[Stored items]
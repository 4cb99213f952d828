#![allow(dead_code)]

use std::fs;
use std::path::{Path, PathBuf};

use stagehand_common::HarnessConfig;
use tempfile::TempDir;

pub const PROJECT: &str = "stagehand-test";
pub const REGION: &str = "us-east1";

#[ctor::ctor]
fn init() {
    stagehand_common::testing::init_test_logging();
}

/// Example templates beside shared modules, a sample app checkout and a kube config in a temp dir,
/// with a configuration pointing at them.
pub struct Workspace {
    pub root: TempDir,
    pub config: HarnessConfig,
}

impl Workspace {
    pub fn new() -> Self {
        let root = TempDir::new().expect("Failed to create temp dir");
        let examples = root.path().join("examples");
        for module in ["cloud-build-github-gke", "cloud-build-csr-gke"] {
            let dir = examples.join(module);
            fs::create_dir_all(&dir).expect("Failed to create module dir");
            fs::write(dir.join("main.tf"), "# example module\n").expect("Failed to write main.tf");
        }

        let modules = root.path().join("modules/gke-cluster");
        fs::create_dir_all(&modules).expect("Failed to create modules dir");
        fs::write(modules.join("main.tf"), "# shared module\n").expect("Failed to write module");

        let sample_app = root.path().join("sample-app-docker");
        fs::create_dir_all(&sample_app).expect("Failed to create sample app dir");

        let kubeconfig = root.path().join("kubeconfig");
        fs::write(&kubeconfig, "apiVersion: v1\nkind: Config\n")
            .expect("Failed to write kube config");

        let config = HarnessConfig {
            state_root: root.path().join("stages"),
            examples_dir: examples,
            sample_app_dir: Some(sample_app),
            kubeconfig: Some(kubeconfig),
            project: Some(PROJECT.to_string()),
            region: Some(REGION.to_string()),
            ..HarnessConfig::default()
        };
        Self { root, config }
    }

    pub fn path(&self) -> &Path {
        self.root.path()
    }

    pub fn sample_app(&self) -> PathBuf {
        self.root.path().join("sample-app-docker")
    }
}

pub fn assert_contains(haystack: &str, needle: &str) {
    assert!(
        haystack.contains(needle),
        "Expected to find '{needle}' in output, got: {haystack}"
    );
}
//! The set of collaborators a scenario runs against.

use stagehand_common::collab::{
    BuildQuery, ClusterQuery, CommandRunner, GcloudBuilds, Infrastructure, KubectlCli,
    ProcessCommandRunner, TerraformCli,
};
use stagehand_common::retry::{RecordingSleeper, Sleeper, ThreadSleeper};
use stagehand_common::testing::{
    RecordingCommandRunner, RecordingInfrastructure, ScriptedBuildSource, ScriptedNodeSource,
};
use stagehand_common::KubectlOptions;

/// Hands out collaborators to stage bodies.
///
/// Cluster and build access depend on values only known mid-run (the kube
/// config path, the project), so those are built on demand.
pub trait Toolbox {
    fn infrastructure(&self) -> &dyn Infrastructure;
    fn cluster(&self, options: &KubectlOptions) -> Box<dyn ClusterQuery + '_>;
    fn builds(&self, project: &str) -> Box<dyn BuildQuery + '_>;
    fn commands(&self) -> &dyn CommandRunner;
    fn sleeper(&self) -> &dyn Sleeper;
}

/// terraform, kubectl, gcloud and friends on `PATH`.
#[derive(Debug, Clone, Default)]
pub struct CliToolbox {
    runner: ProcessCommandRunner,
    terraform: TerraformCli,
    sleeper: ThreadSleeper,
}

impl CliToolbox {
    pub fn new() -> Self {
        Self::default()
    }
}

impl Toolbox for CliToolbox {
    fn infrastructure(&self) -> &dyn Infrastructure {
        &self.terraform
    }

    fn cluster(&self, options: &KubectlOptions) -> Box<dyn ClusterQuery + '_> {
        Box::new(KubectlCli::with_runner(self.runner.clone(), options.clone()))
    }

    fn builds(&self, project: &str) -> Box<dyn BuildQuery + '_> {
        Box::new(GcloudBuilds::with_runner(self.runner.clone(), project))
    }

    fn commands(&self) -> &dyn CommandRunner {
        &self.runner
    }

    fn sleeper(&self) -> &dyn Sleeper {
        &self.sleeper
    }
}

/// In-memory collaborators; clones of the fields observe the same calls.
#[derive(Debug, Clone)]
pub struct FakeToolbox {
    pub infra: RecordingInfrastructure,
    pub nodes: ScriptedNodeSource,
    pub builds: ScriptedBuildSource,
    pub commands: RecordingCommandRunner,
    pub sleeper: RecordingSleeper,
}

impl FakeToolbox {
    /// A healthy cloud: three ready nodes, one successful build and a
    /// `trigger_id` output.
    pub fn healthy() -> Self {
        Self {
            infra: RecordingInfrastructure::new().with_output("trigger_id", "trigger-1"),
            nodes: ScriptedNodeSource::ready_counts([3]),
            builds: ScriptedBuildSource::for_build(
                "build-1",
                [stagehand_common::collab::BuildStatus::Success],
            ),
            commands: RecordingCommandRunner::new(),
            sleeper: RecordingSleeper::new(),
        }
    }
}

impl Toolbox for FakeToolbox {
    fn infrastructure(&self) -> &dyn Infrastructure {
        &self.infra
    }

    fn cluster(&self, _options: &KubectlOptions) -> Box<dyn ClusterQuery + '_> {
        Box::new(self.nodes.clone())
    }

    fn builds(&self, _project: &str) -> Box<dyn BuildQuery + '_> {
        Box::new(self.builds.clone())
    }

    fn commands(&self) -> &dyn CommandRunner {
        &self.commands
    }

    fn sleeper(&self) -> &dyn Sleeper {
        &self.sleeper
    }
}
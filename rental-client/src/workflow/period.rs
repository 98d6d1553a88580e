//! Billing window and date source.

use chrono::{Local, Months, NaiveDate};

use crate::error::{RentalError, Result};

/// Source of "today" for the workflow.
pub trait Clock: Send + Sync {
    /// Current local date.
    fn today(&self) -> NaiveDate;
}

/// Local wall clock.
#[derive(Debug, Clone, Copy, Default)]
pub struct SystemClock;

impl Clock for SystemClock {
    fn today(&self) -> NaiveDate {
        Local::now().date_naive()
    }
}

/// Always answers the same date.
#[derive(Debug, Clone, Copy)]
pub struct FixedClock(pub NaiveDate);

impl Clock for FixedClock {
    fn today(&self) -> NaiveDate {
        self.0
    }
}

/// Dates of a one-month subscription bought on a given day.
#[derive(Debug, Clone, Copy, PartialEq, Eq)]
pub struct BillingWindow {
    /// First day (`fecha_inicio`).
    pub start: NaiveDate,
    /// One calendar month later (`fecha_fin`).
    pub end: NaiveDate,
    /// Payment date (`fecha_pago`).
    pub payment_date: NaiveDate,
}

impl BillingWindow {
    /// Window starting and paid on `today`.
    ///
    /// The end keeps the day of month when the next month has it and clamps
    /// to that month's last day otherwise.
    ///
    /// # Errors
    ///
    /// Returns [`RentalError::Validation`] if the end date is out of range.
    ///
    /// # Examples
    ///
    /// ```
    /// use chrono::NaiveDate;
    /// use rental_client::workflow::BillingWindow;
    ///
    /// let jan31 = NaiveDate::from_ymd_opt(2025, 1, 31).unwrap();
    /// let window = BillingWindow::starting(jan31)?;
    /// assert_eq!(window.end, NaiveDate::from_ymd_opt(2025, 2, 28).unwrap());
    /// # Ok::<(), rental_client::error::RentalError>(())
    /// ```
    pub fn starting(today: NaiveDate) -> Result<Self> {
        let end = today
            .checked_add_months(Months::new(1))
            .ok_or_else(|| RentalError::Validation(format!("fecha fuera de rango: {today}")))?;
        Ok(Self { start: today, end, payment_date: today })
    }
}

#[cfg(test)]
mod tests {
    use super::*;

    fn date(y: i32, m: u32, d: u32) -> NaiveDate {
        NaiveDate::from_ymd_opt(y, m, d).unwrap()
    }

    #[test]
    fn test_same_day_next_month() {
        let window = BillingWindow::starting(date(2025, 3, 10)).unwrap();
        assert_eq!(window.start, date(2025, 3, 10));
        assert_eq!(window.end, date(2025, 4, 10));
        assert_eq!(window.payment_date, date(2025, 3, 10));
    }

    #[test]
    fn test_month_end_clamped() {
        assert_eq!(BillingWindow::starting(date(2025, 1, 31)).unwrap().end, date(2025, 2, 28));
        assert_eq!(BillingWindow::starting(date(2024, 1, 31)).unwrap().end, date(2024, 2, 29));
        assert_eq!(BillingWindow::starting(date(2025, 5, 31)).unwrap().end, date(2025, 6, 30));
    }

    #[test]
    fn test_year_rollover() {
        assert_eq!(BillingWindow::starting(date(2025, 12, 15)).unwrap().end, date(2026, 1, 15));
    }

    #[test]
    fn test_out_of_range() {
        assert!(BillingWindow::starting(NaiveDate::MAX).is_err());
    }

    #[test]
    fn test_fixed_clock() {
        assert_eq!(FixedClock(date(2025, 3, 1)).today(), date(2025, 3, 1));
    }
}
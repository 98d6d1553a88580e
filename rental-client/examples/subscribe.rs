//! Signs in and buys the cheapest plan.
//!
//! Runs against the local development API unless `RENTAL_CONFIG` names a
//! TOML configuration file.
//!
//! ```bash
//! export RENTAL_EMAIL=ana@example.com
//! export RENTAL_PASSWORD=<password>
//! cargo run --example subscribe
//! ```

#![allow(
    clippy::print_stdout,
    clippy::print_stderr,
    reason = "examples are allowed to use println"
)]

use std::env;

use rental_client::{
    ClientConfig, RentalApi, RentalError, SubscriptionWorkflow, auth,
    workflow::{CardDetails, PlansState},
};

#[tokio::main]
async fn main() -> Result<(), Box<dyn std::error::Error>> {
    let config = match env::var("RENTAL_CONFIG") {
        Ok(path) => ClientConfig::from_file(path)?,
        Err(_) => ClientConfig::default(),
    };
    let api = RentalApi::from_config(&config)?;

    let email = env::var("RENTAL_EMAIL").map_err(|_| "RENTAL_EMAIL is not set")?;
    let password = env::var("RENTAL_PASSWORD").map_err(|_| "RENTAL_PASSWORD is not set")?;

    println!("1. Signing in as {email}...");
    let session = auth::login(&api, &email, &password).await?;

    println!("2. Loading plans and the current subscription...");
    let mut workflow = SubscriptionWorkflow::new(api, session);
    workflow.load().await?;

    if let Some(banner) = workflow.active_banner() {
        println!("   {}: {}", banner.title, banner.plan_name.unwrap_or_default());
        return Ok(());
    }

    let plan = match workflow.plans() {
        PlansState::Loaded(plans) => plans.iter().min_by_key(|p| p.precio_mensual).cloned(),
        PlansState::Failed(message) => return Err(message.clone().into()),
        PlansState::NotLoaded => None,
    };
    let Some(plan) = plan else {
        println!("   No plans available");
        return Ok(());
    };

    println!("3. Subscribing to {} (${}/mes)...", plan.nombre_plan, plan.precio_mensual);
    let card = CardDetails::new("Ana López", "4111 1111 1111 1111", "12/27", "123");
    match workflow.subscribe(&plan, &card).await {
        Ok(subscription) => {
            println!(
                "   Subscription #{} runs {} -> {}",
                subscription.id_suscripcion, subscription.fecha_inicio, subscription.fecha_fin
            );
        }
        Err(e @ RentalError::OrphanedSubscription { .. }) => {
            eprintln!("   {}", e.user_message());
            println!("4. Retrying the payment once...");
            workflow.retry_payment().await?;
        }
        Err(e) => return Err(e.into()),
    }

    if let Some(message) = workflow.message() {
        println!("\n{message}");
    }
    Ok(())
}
--
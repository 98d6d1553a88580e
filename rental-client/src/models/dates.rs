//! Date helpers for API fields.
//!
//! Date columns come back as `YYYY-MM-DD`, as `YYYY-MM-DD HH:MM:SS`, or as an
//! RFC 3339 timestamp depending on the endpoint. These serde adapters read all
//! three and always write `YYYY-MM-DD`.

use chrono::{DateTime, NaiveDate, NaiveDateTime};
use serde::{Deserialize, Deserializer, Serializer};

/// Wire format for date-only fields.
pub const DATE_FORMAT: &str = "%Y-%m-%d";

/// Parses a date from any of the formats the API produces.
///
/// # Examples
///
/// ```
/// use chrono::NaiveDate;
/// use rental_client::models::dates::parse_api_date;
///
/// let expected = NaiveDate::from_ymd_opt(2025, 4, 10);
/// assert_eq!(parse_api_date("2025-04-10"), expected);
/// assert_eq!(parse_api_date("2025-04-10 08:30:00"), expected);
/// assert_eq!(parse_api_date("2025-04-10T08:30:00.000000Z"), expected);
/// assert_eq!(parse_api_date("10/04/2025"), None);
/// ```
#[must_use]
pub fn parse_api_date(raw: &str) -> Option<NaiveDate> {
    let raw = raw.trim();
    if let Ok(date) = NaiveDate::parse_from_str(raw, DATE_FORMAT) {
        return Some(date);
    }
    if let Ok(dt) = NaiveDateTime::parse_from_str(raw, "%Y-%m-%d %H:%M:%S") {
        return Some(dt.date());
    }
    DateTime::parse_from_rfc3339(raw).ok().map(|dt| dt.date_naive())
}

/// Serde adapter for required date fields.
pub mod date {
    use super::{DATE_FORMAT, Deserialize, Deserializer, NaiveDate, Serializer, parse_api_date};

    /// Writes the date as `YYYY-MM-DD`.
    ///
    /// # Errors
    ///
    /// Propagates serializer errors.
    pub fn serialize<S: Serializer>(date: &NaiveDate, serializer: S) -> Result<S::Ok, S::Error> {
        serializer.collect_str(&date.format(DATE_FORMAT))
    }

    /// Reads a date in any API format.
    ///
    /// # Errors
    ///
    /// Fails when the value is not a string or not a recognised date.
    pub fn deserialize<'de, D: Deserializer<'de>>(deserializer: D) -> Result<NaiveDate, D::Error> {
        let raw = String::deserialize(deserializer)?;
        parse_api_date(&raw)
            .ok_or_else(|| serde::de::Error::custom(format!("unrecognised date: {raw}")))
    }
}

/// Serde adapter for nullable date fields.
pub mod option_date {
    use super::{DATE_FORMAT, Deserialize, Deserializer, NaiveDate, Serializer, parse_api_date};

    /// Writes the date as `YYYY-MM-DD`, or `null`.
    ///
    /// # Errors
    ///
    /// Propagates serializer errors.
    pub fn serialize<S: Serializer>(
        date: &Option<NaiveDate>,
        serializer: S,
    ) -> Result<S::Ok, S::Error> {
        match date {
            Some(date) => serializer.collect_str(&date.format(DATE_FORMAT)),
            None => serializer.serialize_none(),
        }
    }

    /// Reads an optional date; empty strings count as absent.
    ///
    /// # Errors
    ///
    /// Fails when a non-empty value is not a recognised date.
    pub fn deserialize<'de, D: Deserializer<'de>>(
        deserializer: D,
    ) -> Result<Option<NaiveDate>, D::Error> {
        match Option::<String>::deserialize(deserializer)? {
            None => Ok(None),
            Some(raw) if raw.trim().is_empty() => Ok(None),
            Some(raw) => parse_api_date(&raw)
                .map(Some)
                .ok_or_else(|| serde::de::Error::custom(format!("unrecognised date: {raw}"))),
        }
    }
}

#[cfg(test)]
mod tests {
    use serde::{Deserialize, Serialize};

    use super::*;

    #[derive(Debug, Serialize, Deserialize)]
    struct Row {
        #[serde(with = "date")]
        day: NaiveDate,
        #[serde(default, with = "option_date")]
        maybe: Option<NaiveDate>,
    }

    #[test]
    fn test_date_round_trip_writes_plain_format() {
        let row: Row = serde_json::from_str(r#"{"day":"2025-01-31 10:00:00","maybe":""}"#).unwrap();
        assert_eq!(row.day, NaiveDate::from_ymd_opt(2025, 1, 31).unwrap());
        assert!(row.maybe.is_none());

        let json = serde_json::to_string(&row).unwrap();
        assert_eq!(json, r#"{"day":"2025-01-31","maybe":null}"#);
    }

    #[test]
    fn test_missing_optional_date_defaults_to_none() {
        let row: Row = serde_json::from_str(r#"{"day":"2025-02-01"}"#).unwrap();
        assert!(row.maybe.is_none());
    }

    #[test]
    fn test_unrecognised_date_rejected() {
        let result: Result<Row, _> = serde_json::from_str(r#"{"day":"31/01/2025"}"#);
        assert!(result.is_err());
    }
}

=== WHAT IS REQUIRED ===
From the records above, copy every line that includes the word "ThreadSleeper".

=== RESPONSE AREA ===
use stagehand_common::retry::{RecordingSleeper, Sleeper, ThreadSleeper};
    sleeper: ThreadSleeper,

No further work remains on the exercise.